IR35 was introduced by HMRC in 2000 to assess whether a contractor is genuine or a ‘disguised employee’.
The off-payroll working rules were designed to ensure that those who worked as employees, but through their own personal service company (PSC), pay the same Income Tax and National Insurance contributions as other employees.
HMRC estimates around 230,000 PSCs used by contractors may be affected by the change of rules. It believes that while two-thirds of these people are genuinely self-employed, around one-third may be disguised employees.
What changes have been made to IR35?
The changes, which were introduced to the public sector in April 2017, are to be extended to the private sector from April 2021.
The new rules will mean that responsibility for operating the off-payroll working rules from the individuals PSC will shift to the business or organisation they are supplying their services to. The business or organisation will also have the responsibility of deciding whether the employment taxes and National Insurance contributions should be deducted.
Do these changes affect you?
The government defines those who are likely to be affected by the new tax law as:
- Individuals who supply their services through an intermediary, such as a PSC and who would be employed if engaged directly.
- Medium and large-sized organisation outside the public sector that engage with individuals through PSCs. Public sector organisations have been affected by these changes from April 2017 onwards.
- Recruitment agencies and other intermediaries supplying staff through PSCs.
Medium and large-sized private sector clients must apply the rules if they meet 2 or more of these conditions:
- Annual turnover of more than £10.2 million
- Balance sheet total of more than £5.1 million
- More than 50 employees
They key question is whether the relationship between the individual and the business engaging the services is akin to an employment relationship. This will require careful consideration. If you are a private sector client and meet these conditions, you must apply these rules from April 6th, 2021.

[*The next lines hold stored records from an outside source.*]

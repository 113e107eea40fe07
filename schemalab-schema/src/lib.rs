//! # schemalab-schema
//!
//! The output-schema half of schemalab.
//!
//! An extraction schema exists in two shapes:
//!
//! - a tree of [`SchemaField`]s edited by the field builder, and
//! - *schema text*: the `z.object({ ... })` constructor-call notation the model
//!   collaborator understands.
//!
//! This crate converts between them and guards the text form:
//!
//! - [`render_schema`]: fields → canonical schema text (total, deterministic)
//! - [`parse_schema`]: schema text → fields (best effort, never fails)
//! - [`parse_schema_exact`]: schema text → fields, or `None` if any of it would be lost
//! - [`validate_schema_text`]: cheap structural gate run before any remote call
//! - [`to_json_schema`]: fields → JSON Schema for structured-output APIs
//! - [`check_value`]: generated JSON value → per-field [`SchemaIssue`]s
//!
//! Schema text is only ever tokenized. Nothing here evaluates it.
//!
//! ## Example
//!
//! ```rust
//! use schemalab_schema::{parse_schema, render_schema, validate_schema_text, SchemaField};
//!
//! let fields = vec![SchemaField::string("summary").with_description("desc")];
//! let text = render_schema(&fields);
//! assert_eq!(text, "z.object({\n  summary: z.string().describe(\"desc\")\n})");
//! assert!(validate_schema_text(&text).is_ok());
//!
//! let parsed = parse_schema(&text);
//! assert_eq!(parsed[0].name, "summary");
//! assert_eq!(parsed[0].description, "desc");
//! ```
//!
//! [`SchemaIssue`]: schemalab_core::SchemaIssue

#![warn(missing_docs)]
#![deny(unsafe_code)]

pub mod conformance;
pub mod field;
pub mod json_schema;
pub mod lexer;
pub mod parser;
pub mod render;
pub mod validator;

pub use conformance::check_value;
pub use field::{
    default_schema_fields, ArrayElement, ArrayElementType, FieldKind, FieldType, FieldUpdate,
    SchemaField,
};
pub use json_schema::to_json_schema;
pub use parser::{can_parse_schema, parse_schema, parse_schema_exact};
pub use render::{render_schema, EMPTY_SCHEMA, ENUM_PLACEHOLDER};
pub use validator::{is_valid_schema_text, validate_schema_text, SchemaTextError};

/// Prelude for common imports.
pub mod prelude {
    pub use crate::field::{ArrayElement, FieldKind, FieldType, FieldUpdate, SchemaField};
    pub use crate::parser::{can_parse_schema, parse_schema, parse_schema_exact};
    pub use crate::render::render_schema;
    pub use crate::validator::{validate_schema_text, SchemaTextError};
}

There are also rules which cover connected and associated companies. If the parent of a group is medium or large, their subsidiaries will also have to apply the off-payroll working rules.
When considering whether you meet the qualifying criteria, a corporate entity must look at the last financial year for which the period for filing its accounts and reports ended before the beginning of the tax year in question.

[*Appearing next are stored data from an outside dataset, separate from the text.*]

//! OpenAI chat-completions wire types.

use serde::{Deserialize, Serialize};
use serde_json::Value as JsonValue;

/// Chat completion request.
#[derive(Debug, Clone, Serialize)]
pub struct ChatCompletionRequest {
    /// Model to use.
    pub model: String,
    /// Messages in the conversation.
    pub messages: Vec<ChatMessage>,
    /// Response format.
    #[serde(skip_serializing_if = "Option::is_none")]
    pub response_format: Option<ResponseFormat>,
}

/// Chat message.
#[derive(Debug, Clone, PartialEq, Eq, Serialize, Deserialize)]
pub struct ChatMessage {
    /// Role (system, user).
    pub role: String,
    /// Text content.
    pub content: String,
}

impl ChatMessage {
    /// Create a system message.
    pub fn system(content: impl Into<String>) -> Self {
        Self {
            role: "system".to_string(),
            content: content.into(),
        }
    }

    /// Create a user message.
    pub fn user(content: impl Into<String>) -> Self {
        Self {
            role: "user".to_string(),
            content: content.into(),
        }
    }
}

/// Response format.
#[derive(Debug, Clone, Serialize, Deserialize)]
pub struct ResponseFormat {
    /// Format type (json_object, json_schema).
    #[serde(rename = "type")]
    pub format_type: String,
    /// JSON schema for structured output.
    #[serde(skip_serializing_if = "Option::is_none")]
    pub json_schema: Option<JsonSchemaFormat>,
}

impl ResponseFormat {
    /// JSON object format.
    pub fn json_object() -> Self {
        Self {
            format_type: "json_object".to_string(),
            json_schema: None,
        }
    }

    /// JSON schema format.
    pub fn json_schema(name: impl Into<String>, schema: JsonValue, strict: bool) -> Self {
        Self {
            format_type: "json_schema".to_string(),
            json_schema: Some(JsonSchemaFormat {
                name: name.into(),
                schema,
                strict: Some(strict),
            }),
        }
    }
}

/// JSON schema format.
#[derive(Debug, Clone, Serialize, Deserialize)]
pub struct JsonSchemaFormat {
    /// Schema name.
    pub name: String,
    /// The JSON schema.
    pub schema: JsonValue,
    /// Whether to use strict mode.
    #[serde(skip_serializing_if = "Option::is_none")]
    pub strict: Option<bool>,
}

/// Chat completion response.
#[derive(Debug, Clone, Deserialize)]
pub struct ChatCompletionResponse {
    /// Response ID.
    #[serde(default)]
    pub id: String,
    /// Model used.
    #[serde(default)]
    pub model: String,
    /// Response choices.
    pub choices: Vec<ChatChoice>,
    /// Token usage.
    pub usage: Option<Usage>,
}

/// Chat choice.
#[derive(Debug, Clone, Deserialize)]
pub struct ChatChoice {
    /// Choice index.
    #[serde(default)]
    pub index: u32,
    /// The message.
    pub message: ResponseMessage,
    /// Finish reason.
    pub finish_reason: Option<String>,
}

/// Response message.
#[derive(Debug, Clone, Deserialize)]
pub struct ResponseMessage {
    /// Role.
    #[serde(default)]
    pub role: String,
    /// Text content.
    pub content: Option<String>,
    /// Refusal text, when the model declined.
    pub refusal: Option<String>,
}

/// Token usage.
#[derive(Debug, Clone, Copy, Deserialize)]
pub struct Usage {
    /// Prompt tokens.
    pub prompt_tokens: u64,
    /// Completion tokens.
    pub completion_tokens: u64,
    /// Total tokens.
    pub total_tokens: u64,
}

/// OpenAI error response.
#[derive(Debug, Clone, Deserialize)]
pub struct OpenAIError {
    /// Error details.
    pub error: OpenAIErrorBody,
}

/// OpenAI error body.
#[derive(Debug, Clone, Deserialize)]
pub struct OpenAIErrorBody {
    /// Error message.
    pub message: String,
    /// Error type.
    #[serde(rename = "type", default)]
    pub error_type: Option<String>,
    /// Parameter that caused the error.
    pub param: Option<String>,
    /// Error code.
    pub code: Option<String>,
}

For example, for the tax year beginning 6 April 2021 (2021-22), if a private entity’s financial year ends on 31 December. The 31 December 2020 accounts will be used to determine if the conditions are met.
What happens if the worker is caught by the off-payroll working rules?
If an employer has workers who are caught by the off-payroll working rules they will be required to calculate and deduct National Insurance contributions and Income tax and pay these amounts over to HMRC.
The employer will also need to provide the worker with a valid Status Determination Statement. This should detail the following:
- A statement determining whether or not the worker would be classed as an employee or office holder for tax and NIC purposes were they directly engaged by the employer.
- Provide their reasons for coming to that conclusion, and
- Confirm that they have taken reasonable care in coming to their conclusion.
HMRC have noted that the CEST tool can be used to aid the employment status decisions. If the answers provided to the CEST questions are accurate and in line with HMRC guidance, the revenue will stand by the outcome. As such, HMRC considers that an accurate CEST output can be used to constitute a valid SDS.
You’ll also need to make sure you keep detailed records of your employment status determinations, including the reasons for the determination and have processes in place to deal with any disagreements that arise from your determination.